Friday, June 26, 2009

Good news, bad news.

We have an appointment for Duke to meet a prospective new home on Saturday morning. We know the prospective home is a former Golden owner, they lost their Golden and are seeking to find love again. We know they will be a good home. We will see if Duke likes them and if he wants to move in with them. He says he expects a nice soft bed. He likes a dog door, but if he does not have a dog door, then he gets to be waited on. Think about it. If you have your own dog door, the people expect you to come and go on your own. If you don't have a dog door, they get up and let you in and out. They have to wait on you. So dog doors are a mixed blessing according to Duke.

The bad news is that we had an emergency call to pick up an abandoned Golden at the local municipal pound. The pound has pens for night drop off of abandoned pets. This morning the cages had two St. Bernard's, two Labs, two Chihuahua mixes, and an old Golden boy. Golden Retriever Rescue of the Rockies (GRRR) called, they wanted us to get the Golden boy out of there immediately. They have holds on any Golden that shows up at a shelter, and an older Golden deserves to have a home, not a chain link run with a concrete bed. In this case, the paper work was not ready so we will pick him up as soon as the shelter will allow. Since the person leaving him did not leave any paper work, the shelter will keep him for a few days to make sure he really is abandoned and not some neighbors sick practical joke.

But this raises the question of why will people abandon their family pets in such a casual manner? Not one, but seven different dogs in one night alone. It turns out this is not unusual. All of the local municipal shelters have night drop off crates or pens. All of them find they are used regularly by people that want to "abandon and run". If they bring the pet in during the day, paper work can be done, a history can be taken, and the pet can be re homed immediately. By abandoning them so casually in the dark of night, the rules are the same with a stray dog picked up on the street, they have to hold them to give the owners a chance to claim them in case the owner did not abandon them.

So what is wrong with this picture? What is wrong with our attitude to our pets, what happened to that dog-human bond we hear so much about? It appears it is too often a one way street. Pushing your 10 year old Golden into a crate on a street corner at midnight is hardly the way a responsible owner should treat such a friend.

This is the new and modern way to end a friendship.
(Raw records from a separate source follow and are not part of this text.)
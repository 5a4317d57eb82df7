//! Birth/survival rules for Life-like automata.
//!
//! Rules are written as rulestrings of the form `B<digits>/S<digits>`, where the
//! digits list neighbor counts that birth a dead cell and keep a live cell alive.

use std::fmt;
use std::str::FromStr;

use crate::error::{LifeError, Result};

/// Maximum number of digits accepted in one rule group.
const MAX_GROUP_DIGITS: usize = 10;

/// Parsed birth and survival neighbor-count sets.
///
/// Each set is a bitmask over the counts `0..=9`.
#[derive(Debug, Clone, Copy, PartialEq, Eq, Hash)]
pub struct RuleSet {
    birth: u16,
    survive: u16,
}

impl Default for RuleSet {
    /// Conway's Game of Life, `B3/S23`.
    fn default() -> Self {
        Self {
            birth: 1 << 3,
            survive: (1 << 2) | (1 << 3),
        }
    }
}

impl RuleSet {
    /// Parse a rulestring like `B3/S23`.
    ///
    /// Digit order and duplicates are irrelevant. Fails with
    /// [`LifeError::MalformedRule`] when the `B` prefix or the single `/S`
    /// separator is missing, or a group is empty, non-numeric or longer than
    /// ten digits.
    pub fn parse(rule: &str) -> Result<Self> {
        if !rule.starts_with('B') {
            return Err(LifeError::MalformedRule(format!(
                "{rule:?} must start with 'B' (e.g. B3/S23)"
            )));
        }
        if !rule.contains("/S") {
            return Err(LifeError::MalformedRule(format!(
                "{rule:?} must contain '/S' (e.g. B3/S23)"
            )));
        }

        let fields: Vec<&str> = rule.split('/').collect();
        if fields.len() != 2 {
            return Err(LifeError::MalformedRule(format!(
                "{rule:?} must contain exactly one '/'"
            )));
        }

        let birth = parse_digits(&fields[0][1..])?;
        let survive = parse_digits(fields[1].strip_prefix('S').unwrap_or(fields[1]))?;

        Ok(Self { birth, survive })
    }

    /// Build a rule directly from neighbor counts. Counts above 9 are ignored.
    pub fn from_counts(birth: &[u8], survive: &[u8]) -> Self {
        let mask = |counts: &[u8]| {
            counts
                .iter()
                .filter(|&&c| c <= 9)
                .fold(0u16, |m, &c| m | (1 << c))
        };
        Self {
            birth: mask(birth),
            survive: mask(survive),
        }
    }

    /// Does a dead cell with `neighbors` live neighbors come alive?
    #[inline]
    pub fn births(&self, neighbors: usize) -> bool {
        neighbors <= 9 && self.birth & (1 << neighbors) != 0
    }

    /// Does a live cell with `neighbors` live neighbors stay alive?
    #[inline]
    pub fn survives(&self, neighbors: usize) -> bool {
        neighbors <= 9 && self.survive & (1 << neighbors) != 0
    }

    /// Next state of a cell given its current state and live neighbor count.
    #[inline]
    pub fn next_state(&self, alive: bool, neighbors: usize) -> bool {
        if alive {
            self.survives(neighbors)
        } else {
            self.births(neighbors)
        }
    }

    /// Birth counts in ascending order.
    pub fn birth_counts(&self) -> Vec<u8> {
        mask_counts(self.birth)
    }

    /// Survival counts in ascending order.
    pub fn survive_counts(&self) -> Vec<u8> {
        mask_counts(self.survive)
    }
}

impl FromStr for RuleSet {
    type Err = LifeError;

    fn from_str(s: &str) -> Result<Self> {
        Self::parse(s)
    }
}

impl fmt::Display for RuleSet {
    /// Canonical rulestring with sorted, de-duplicated digits.
    fn fmt(&self, f: &mut fmt::Formatter<'_>) -> fmt::Result {
        write!(f, "B")?;
        for c in self.birth_counts() {
            write!(f, "{c}")?;
        }
        write!(f, "/S")?;
        for c in self.survive_counts() {
            write!(f, "{c}")?;
        }
        Ok(())
    }
}

/// Convert a group of decimal digits into a count bitmask.
fn parse_digits(digits: &str) -> Result<u16> {
    if digits.len() > MAX_GROUP_DIGITS {
        return Err(LifeError::MalformedRule(format!(
            "{digits:?} has more than {MAX_GROUP_DIGITS} digits"
        )));
    }
    if digits.is_empty() || !digits.bytes().all(|b| b.is_ascii_digit()) {
        return Err(LifeError::MalformedRule(format!(
            "{digits:?} must be digits from 0-9"
        )));
    }

    Ok(digits.bytes().fold(0u16, |mask, b| mask | (1 << (b - b'0'))))
}

fn mask_counts(mask: u16) -> Vec<u8> {
    (0u8..=9).filter(|&c| mask & (1 << c) != 0).collect()
}

#[cfg(test)]
mod tests {
    use super::*;
    use proptest::prelude::*;

    #[test]
    fn test_parse_conway() {
        let rules = RuleSet::parse("B3/S23").unwrap();
        assert_eq!(rules, RuleSet::default());
        assert_eq!(rules.birth_counts(), vec![3]);
        assert_eq!(rules.survive_counts(), vec![2, 3]);
        assert!(rules.births(3));
        assert!(!rules.births(2));
        assert!(rules.survives(2));
        assert!(!rules.survives(4));
    }

    #[test]
    fn test_duplicates_and_order_are_harmless() {
        assert_eq!(
            RuleSet::parse("B33/S23").unwrap(),
            RuleSet::parse("B3/S23").unwrap()
        );
        assert_eq!(
            RuleSet::parse("B63/S32").unwrap(),
            RuleSet::parse("B36/S23").unwrap()
        );
    }

    #[test]
    fn test_zero_is_a_member() {
        let rules = RuleSet::parse("B0/S08").unwrap();
        assert!(rules.births(0));
        assert!(rules.survives(0));
        assert!(rules.survives(8));
    }

    #[test]
    fn test_malformed_rules() {
        for rule in [
            "A3/S23",
            "B3S23",
            "B99999999999/S23",
            "B3/S23/S4",
            "B3/Sx",
            "B/S23",
            "B3/S",
            "B+3/S23",
            "b3/s23",
        ] {
            assert!(
                matches!(RuleSet::parse(rule), Err(LifeError::MalformedRule(_))),
                "{} should be rejected",
                rule
            );
        }
    }

    #[test]
    fn test_ten_digits_accepted() {
        let rules = RuleSet::parse("B0123456789/S3").unwrap();
        assert_eq!(rules.birth_counts(), (0..=9).collect::<Vec<u8>>());
    }

    #[test]
    fn test_display_is_canonical() {
        let rules: RuleSet = "B63/S3322".parse().unwrap();
        assert_eq!(rules.to_string(), "B36/S23");
    }

    proptest! {
        #[test]
        fn prop_sets_are_distinct_digits(
            birth in proptest::collection::vec(0u8..=9, 1..=10),
            survive in proptest::collection::vec(0u8..=9, 1..=10),
        ) {
            let group = |d: &[u8]| d.iter().map(|c| char::from(b'0' + c)).collect::<String>();
            let rule = format!("B{}/S{}", group(&birth), group(&survive));
            let parsed = RuleSet::parse(&rule).unwrap();

            let mut b = birth.clone();
            b.sort_unstable();
            b.dedup();
            let mut s = survive.clone();
            s.sort_unstable();
            s.dedup();

            prop_assert_eq!(parsed.birth_counts(), b);
            prop_assert_eq!(parsed.survive_counts(), s);
            prop_assert_eq!(parsed, RuleSet::from_counts(&birth, &survive));
        }
    }
}
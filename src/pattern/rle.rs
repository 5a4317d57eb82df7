//! Run Length Encoded decoder.
//!
//! See <https://conwaylife.com/wiki/Run_Length_Encoded>. Optional `#` lines
//! are followed by a header `x = W, y = H[, rule = R]` and a body of runs:
//! an optional count followed by `b` (dead), any other letter (alive), `$`
//! (end of row) or `!` (end of pattern).

use crate::compute::Grid;
use crate::error::{LifeError, Result};

use super::PatternDecoder;

/// Largest accepted run count.
const MAX_RUN: usize = u32::MAX as usize;

/// Decoder for RLE files.
#[derive(Debug, Clone, Copy, Default)]
pub struct Rle;

/// Parsed `x = W, y = H[, rule = R]` header line.
#[derive(Debug, Clone, PartialEq, Eq)]
pub struct RleHeader {
    pub width: usize,
    pub height: usize,
    pub rule: Option<String>,
}

impl RleHeader {
    /// Find and parse a header anywhere in `line`.
    ///
    /// Returns `None` when the line has no header, and an error when it has
    /// one whose dimensions do not fit.
    pub fn find(line: &str) -> Option<Result<Self>> {
        scan_header(line).map(Self::from_match)
    }

    fn from_match(found: HeaderMatch<'_>) -> Result<Self> {
        Ok(Self {
            width: dimension("width", found.width)?,
            height: dimension("height", found.height)?,
            rule: found.rule.map(str::to_string),
        })
    }
}

fn dimension(name: &str, digits: &str) -> Result<usize> {
    digits
        .parse::<u32>()
        .map(|v| v as usize)
        .map_err(|e| LifeError::MalformedHeader(format!("Error parsing {name} {digits:?}: {e}")))
}

/// Does any line hold an RLE header?
pub(crate) fn is_rle(lines: &[String]) -> bool {
    lines.iter().any(|line| scan_header(line).is_some())
}

impl PatternDecoder for Rle {
    fn decode(
        &self,
        grid: &mut Grid,
        lines: &[String],
        origin_x: isize,
        origin_y: isize,
    ) -> Result<Option<String>> {
        let (x, y) = grid.translate_origin(origin_x, origin_y);
        let (x, y) = (x as isize, y as isize);

        let mut header = None;
        let mut first = 0;
        for (i, line) in lines.iter().enumerate() {
            if let Some(found) = RleHeader::find(line) {
                header = Some(found?);
                first = i + 1;
                break;
            }
            // All lines before the header must be # lines
            if !line.starts_with('#') {
                return Err(LifeError::MalformedHeader(
                    "Incorrect or missing RLE header".to_string(),
                ));
            }
        }
        let header = header.ok_or_else(|| {
            LifeError::MalformedHeader("Incorrect or missing RLE header".to_string())
        })?;
        if first >= lines.len() {
            return Err(LifeError::MalformedHeader(
                "Missing lines after RLE header".to_string(),
            ));
        }

        let width = header.width as isize;
        let height = header.height as isize;

        // Cursor relative to the pattern's top-left corner
        let mut col: isize = 0;
        let mut row: isize = 0;
        let mut count: usize = 0;

        for line in &lines[first..] {
            for c in line.chars() {
                match c {
                    '$' => {
                        let rows = count.max(1) as isize;
                        grid.fill_dead(x, x + col, y + row, width, rows);
                        col = 0;
                        row += rows;
                        count = 0;
                    }
                    '!' => {
                        grid.fill_dead(x, x + col, y + row, width, height - row);
                        return Ok(header.rule);
                    }
                    '0'..='9' => {
                        let digit = c as usize - '0' as usize;
                        count = count
                            .checked_mul(10)
                            .and_then(|n| n.checked_add(digit))
                            .filter(|&n| n <= MAX_RUN)
                            .ok_or_else(|| {
                                LifeError::MalformedPattern(format!("Run count too large: {line}"))
                            })?;
                    }
                    c if c.is_ascii_alphabetic() => {
                        let alive = c != 'b';
                        let run = count.max(1);
                        // Cells past one full row wrap onto ones already written
                        for i in 0..run.min(grid.columns()) {
                            grid.set_cell_state(x + col + i as isize, y + row, alive);
                        }
                        col += run as isize;
                        count = 0;
                    }
                    c if c.is_ascii_whitespace() => {}
                    _ => {
                        return Err(LifeError::MalformedPattern(format!(
                            "Illegal character {c:?} in RLE body: {line}"
                        )));
                    }
                }
            }
        }

        Ok(header.rule)
    }
}

/// Raw header fields, borrowed from the line.
struct HeaderMatch<'a> {
    width: &'a str,
    height: &'a str,
    rule: Option<&'a str>,
}

/// Byte cursor used to match the header grammar.
struct Cursor<'a> {
    s: &'a str,
    pos: usize,
}

impl<'a> Cursor<'a> {
    fn skip_whitespace(&mut self) {
        while self.s.as_bytes().get(self.pos).is_some_and(u8::is_ascii_whitespace) {
            self.pos += 1;
        }
    }

    fn eat(&mut self, token: &str) -> bool {
        if self.s[self.pos..].starts_with(token) {
            self.pos += token.len();
            true
        } else {
            false
        }
    }

    /// `\s* token \s*`
    fn eat_padded(&mut self, token: &str) -> bool {
        self.skip_whitespace();
        let ok = self.eat(token);
        self.skip_whitespace();
        ok
    }

    fn digits(&mut self) -> Option<&'a str> {
        let s = self.s;
        let start = self.pos;
        while s.as_bytes().get(self.pos).is_some_and(u8::is_ascii_digit) {
            self.pos += 1;
        }
        let end = self.pos;
        (end > start).then(|| &s[start..end])
    }
}

/// Match `x\s*=\s*(\d+)\s*,\s*y\s*=\s*(\d+)(\s*,\s*rule\s*=\s*(.*))?` anywhere
/// in the line.
fn scan_header(line: &str) -> Option<HeaderMatch<'_>> {
    line.match_indices('x')
        .find_map(|(start, _)| match_header_at(line, start))
}

fn match_header_at(line: &str, start: usize) -> Option<HeaderMatch<'_>> {
    let mut cur = Cursor { s: line, pos: start };

    if !(cur.eat("x") && cur.eat_padded("=")) {
        return None;
    }
    let width = cur.digits()?;
    if !(cur.eat_padded(",") && cur.eat("y") && cur.eat_padded("=")) {
        return None;
    }
    let height = cur.digits()?;

    let mut rule_cur = Cursor { s: line, pos: cur.pos };
    let rule = if rule_cur.eat_padded(",") && rule_cur.eat("rule") && rule_cur.eat_padded("=") {
        Some(line[rule_cur.pos..].trim_end()).filter(|r| !r.is_empty())
    } else {
        None
    };

    Some(HeaderMatch {
        width,
        height,
        rule,
    })
}

#[cfg(test)]
mod tests {
    use super::*;
    use crate::pattern::lines;

    fn decode(grid: &mut Grid, text: &str) -> Result<Option<String>> {
        Rle.decode(grid, &lines(text), 0, 0)
    }

    #[test]
    fn test_header_spacing_variants() {
        for line in [
            "x = 3, y = 2",
            "x=3,y=2",
            "x =3 ,  y= 2",
            "  x = 3, y = 2  ",
        ] {
            let header = RleHeader::find(line).unwrap().unwrap();
            assert_eq!((header.width, header.height), (3, 2), "{}", line);
            assert_eq!(header.rule, None);
        }
    }

    #[test]
    fn test_header_with_rule() {
        let header = RleHeader::find("x = 36, y = 9, rule = B3/S23  ")
            .unwrap()
            .unwrap();
        assert_eq!(header.width, 36);
        assert_eq!(header.height, 9);
        assert_eq!(header.rule.as_deref(), Some("B3/S23"));

        let header = RleHeader::find("x=1,y=1,rule=B36/S23").unwrap().unwrap();
        assert_eq!(header.rule.as_deref(), Some("B36/S23"));
    }

    #[test]
    fn test_non_headers() {
        for line in ["#C x marks the spot", "bo$2bo$3o!", "x = , y = 3", "y = 3, x = 2"] {
            assert!(RleHeader::find(line).is_none(), "{}", line);
        }
    }

    #[test]
    fn test_header_dimension_overflow() {
        assert!(matches!(
            RleHeader::find("x = 99999999999, y = 3"),
            Some(Err(LifeError::MalformedHeader(_)))
        ));
    }

    #[test]
    fn test_glider_with_rule() {
        let mut grid = Grid::new(10, 10);
        let rule = decode(&mut grid, "#N Glider\n#O Richard K. Guy\nx = 3, y = 3, rule = B3/S23\nbo$2bo$3o!\n")
            .unwrap();
        assert_eq!(rule.as_deref(), Some("B3/S23"));
        assert_eq!(
            grid.live_coordinates(),
            vec![(6, 5), (7, 6), (5, 7), (6, 7), (7, 7)]
        );
    }

    #[test]
    fn test_body_spans_lines() {
        let mut grid = Grid::new(12, 12);
        decode(&mut grid, "x = 4, y = 1\n2o\n2o!\n").unwrap();
        assert_eq!(grid.live_coordinates(), vec![(6, 6), (7, 6), (8, 6), (9, 6)]);
    }

    #[test]
    fn test_row_counts_and_dead_fill() {
        let mut grid = Grid::new(10, 10);
        // Fill everything so the dead fill is observable
        for y in 0..10 {
            for x in 0..10 {
                grid.set_cell_state(x, y, true);
            }
        }
        decode(&mut grid, "x = 3, y = 4\no2$obo!\n").unwrap();

        // Inside the 3x4 box at (5, 5) only the written live cells remain
        let mut inside = Vec::new();
        for y in 5..9 {
            for x in 5..8 {
                if grid.cell(x, y).unwrap().alive {
                    inside.push((x, y));
                }
            }
        }
        assert_eq!(inside, vec![(5, 5), (5, 7), (7, 7)]);

        // Outside the box nothing changed
        assert!(grid.cell(8, 5).unwrap().alive);
        assert!(grid.cell(5, 9).unwrap().alive);
        assert!(grid.cell(4, 6).unwrap().alive);
    }

    #[test]
    fn test_whitespace_in_body_ignored() {
        let mut grid = Grid::new(10, 10);
        decode(&mut grid, "x = 3, y = 1\n o b o !\n").unwrap();
        assert_eq!(grid.live_coordinates(), vec![(5, 5), (7, 5)]);
    }

    #[test]
    fn test_other_letters_are_alive() {
        let mut grid = Grid::new(10, 10);
        decode(&mut grid, "x = 3, y = 1\nAbz!\n").unwrap();
        assert_eq!(grid.live_coordinates(), vec![(5, 5), (7, 5)]);
    }

    #[test]
    fn test_missing_terminator_is_accepted() {
        let mut grid = Grid::new(10, 10);
        assert_eq!(decode(&mut grid, "x = 2, y = 1\n2o\n").unwrap(), None);
        assert_eq!(grid.live_cells(), 2);
    }

    #[test]
    fn test_huge_row_skip_is_fast() {
        let mut grid = Grid::new(16, 16);
        let start = std::time::Instant::now();
        decode(&mut grid, "x = 1000, y = 1\n3000000$o!\n").unwrap();
        assert!(start.elapsed() < std::time::Duration::from_secs(1));

        // 3000000 rows down wraps back to the starting row
        assert_eq!(grid.live_coordinates(), vec![(8, 8)]);
    }

    #[test]
    fn test_huge_cell_run_wraps_the_row() {
        let mut grid = Grid::new(16, 16);
        let start = std::time::Instant::now();
        decode(&mut grid, "x = 1, y = 1\n4000000000o!\n").unwrap();
        assert!(start.elapsed() < std::time::Duration::from_secs(1));

        let row: Vec<_> = (0..16).map(|x| (x, 8)).collect();
        assert_eq!(grid.live_coordinates(), row);
    }

    #[test]
    fn test_run_count_limit() {
        let mut grid = Grid::new(10, 10);
        assert!(matches!(
            decode(&mut grid, "x = 1, y = 1\n5000000000o!\n"),
            Err(LifeError::MalformedPattern(_))
        ));
    }

    #[test]
    fn test_malformed_header() {
        let mut grid = Grid::new(10, 10);
        for text in [
            "not a comment\nx = 3, y = 3\n3o!\n",
            "#C only comments\n",
            "#C header is last\nx = 3, y = 3\n",
            "\nx = 3, y = 3\n3o!\n",
        ] {
            assert!(
                matches!(decode(&mut grid, text), Err(LifeError::MalformedHeader(_))),
                "{:?}",
                text
            );
        }
    }

    #[test]
    fn test_illegal_body_character() {
        let mut grid = Grid::new(10, 10);
        assert!(matches!(
            decode(&mut grid, "x = 3, y = 1\no.o!\n"),
            Err(LifeError::MalformedPattern(_))
        ));
    }
}
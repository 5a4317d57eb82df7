//! Error taxonomy shared by the rule parser, decoders and gradient builders.

use crate::schema::{ConfigError, GradientKind};

/// Errors raised while building rules, gradients or decoding patterns.
///
/// All of these are recoverable by the caller. Decoders report failures
/// line by line, so cells written before the failing line stay written.
#[derive(Debug, thiserror::Error)]
pub enum LifeError {
    #[error("Malformed rule: {0}")]
    MalformedRule(String),
    #[error("Malformed header: {0}")]
    MalformedHeader(String),
    #[error("Malformed pattern: {0}")]
    MalformedPattern(String),
    #[error("{kind} gradient requires at least {required} control colors, got {given}")]
    InsufficientControlColors {
        kind: GradientKind,
        required: usize,
        given: usize,
    },
    #[error("Empty input: {0}")]
    EmptyInput(&'static str),
    #[error("Invalid color triplet: {0:?}")]
    InvalidColor(String),
    #[error("Unsupported pattern format: {0}")]
    UnsupportedFormat(String),
    #[error(transparent)]
    Config(#[from] ConfigError),
    #[error(transparent)]
    Io(#[from] std::io::Error),
}

pub type Result<T> = std::result::Result<T, LifeError>;
//! Toroid Life CLI - Run a headless simulation from JSON configuration.

#[cfg(feature = "dhat-heap")]
#[global_allocator]
static ALLOC: dhat::Alloc = dhat::Alloc;

use std::fs;
use std::path::PathBuf;
use std::thread;
use std::time::Instant;

use toroid_life::{
    pattern::Pattern,
    schema::LifeConfig,
    session::{Simulation, pattern_intake},
};

fn main() {
    #[cfg(feature = "dhat-heap")]
    let _profiler = dhat::Profiler::new_heap();

    env_logger::init();

    let args: Vec<String> = std::env::args().collect();

    if args.len() < 2 {
        eprintln!("Usage: {} <config.json> [ticks] [patterns...]", args[0]);
        eprintln!();
        eprintln!("Run a toroidal Life simulation from JSON configuration.");
        eprintln!();
        eprintln!("Arguments:");
        eprintln!("  config.json  Path to simulation configuration file");
        eprintln!("  ticks        Number of loop iterations (default: 100)");
        eprintln!("  patterns     Pattern files submitted while the simulation runs");
        eprintln!();
        eprintln!("Example configuration is generated with --example flag.");
        std::process::exit(1);
    }

    if args[1] == "--example" {
        print_example_config();
        return;
    }

    let config_path = PathBuf::from(&args[1]);
    let ticks: u64 = args.get(2).and_then(|s| s.parse().ok()).unwrap_or(100);
    let submissions: Vec<PathBuf> = args.iter().skip(3).map(PathBuf::from).collect();

    let config_str = fs::read_to_string(&config_path).unwrap_or_else(|e| {
        eprintln!("Error reading config file: {}", e);
        std::process::exit(1);
    });

    let config: LifeConfig = serde_json::from_str(&config_str).unwrap_or_else(|e| {
        eprintln!("Error parsing config: {}", e);
        std::process::exit(1);
    });

    println!("Toroid Life");
    println!("===========");
    println!(
        "Grid: {}x{} ({} cells)",
        config.columns,
        config.rows,
        config.grid_size()
    );
    println!("Rule: {}", config.rule);
    println!("Tick rate: {} fps", config.fps);
    println!("Ticks: {}", ticks);
    println!();

    let mut sim = Simulation::new(config).unwrap_or_else(|e| {
        eprintln!("Error creating simulation: {}", e);
        std::process::exit(1);
    });

    // Extra patterns are posted from a separate producer, like a request handler would
    let (sender, intake) = pattern_intake();
    sim.attach_intake(intake);
    let producer = thread::spawn(move || {
        for path in submissions {
            match Pattern::load(&path) {
                Ok(pattern) => {
                    log::info!("Submitting {}", path.display());
                    if sender.submit(pattern).is_err() {
                        log::warn!("Simulation stopped before {} was submitted", path.display());
                        return;
                    }
                }
                Err(e) => log::warn!("Skipping {}: {}", path.display(), e),
            }
        }
    });

    println!("Initial state:");
    println!("  Rule: {}", sim.rule());
    println!("  Live cells: {}", sim.live_cells());
    println!();

    println!("Running simulation...");
    let interval = sim.tick_interval();
    let start = Instant::now();

    for i in 0..ticks {
        let tick_start = Instant::now();
        sim.advance();

        // Print progress every 10%
        if (i + 1) % (ticks / 10).max(1) == 0 {
            println!("  {}", sim.status_line());
        }

        if let Some(rest) = interval.checked_sub(tick_start.elapsed()) {
            thread::sleep(rest);
        }
    }

    let elapsed = start.elapsed();

    println!();
    println!("Final state:");
    println!("  Rule: {}", sim.rule());
    println!("  Live cells: {}", sim.live_cells());
    println!("  Generation: {}", sim.generation());

    // Closes the intake so a blocked producer gives up
    drop(sim);
    if producer.join().is_err() {
        log::warn!("Pattern producer panicked");
    }

    println!();
    println!(
        "Time: {:.2}s ({:.1} ticks/s)",
        elapsed.as_secs_f32(),
        ticks as f32 / elapsed.as_secs_f32()
    );
}

fn print_example_config() {
    let config = LifeConfig::default();

    println!("Example configuration (config.json):");
    match serde_json::to_string_pretty(&config) {
        Ok(json) => println!("{}", json),
        Err(e) => eprintln!("Error serializing config: {}", e),
    }
}
//! Toroid Life - Conway's Game of Life and birth/survival variants on a torus.
//!
//! This crate provides the simulation and pattern ingestion engine for a
//! wrap-around Life world: a toroidal grid with per-cell age tracking,
//! `B<digits>/S<digits>` rules, decoders for Life 1.05, plaintext and RLE
//! pattern files, and age-to-color gradients.
//!
//! # Architecture
//!
//! - `schema`: Configuration and color types
//! - `compute`: Rules, grid evolution and gradients
//! - `pattern`: Pattern files, format sniffing and the three decoders
//! - `session`: The run loop state and the bounded pattern intake
//!
//! # Example
//!
//! ```rust,no_run
//! use toroid_life::{
//!     schema::LifeConfig,
//!     pattern::Pattern,
//!     session::{Simulation, pattern_intake},
//! };
//!
//! let config = LifeConfig {
//!     empty: true,
//!     ..Default::default()
//! };
//! let mut sim = Simulation::new(config).unwrap();
//!
//! // Patterns may arrive from another thread while the loop runs
//! let (sender, intake) = pattern_intake();
//! sim.attach_intake(intake);
//! sender
//!     .submit(Pattern::from_text("x = 3, y = 3\nbo$2bo$3o!").unwrap())
//!     .unwrap();
//!
//! for _ in 0..100 {
//!     sim.advance();
//! }
//! println!("{}", sim.status_line());
//! ```

pub mod compute;
pub mod error;
pub mod pattern;
pub mod schema;
pub mod session;

// Re-export commonly used types
pub use compute::{Cell, Gradient, Grid, RuleSet, TickStats};
pub use error::{LifeError, Result};
pub use pattern::{Pattern, PatternFormat};
pub use schema::{GradientKind, LifeConfig, RgbaColor};
pub use session::{Event, Flow, Key, Simulation, pattern_intake};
Push your family friend of 10 years into a crate on a lonely street corner at midnight, then drive away, leaving no trace. Don't even leave him with his collar and tags, someone might trace him.

Ten years of devotion, gone in a moment. Those walks in the parks, those days of chasing balls on green grass, those evenings laying at your feet and looking at you with the devotion dogs have for their masters, all gone. Only memories, only memories.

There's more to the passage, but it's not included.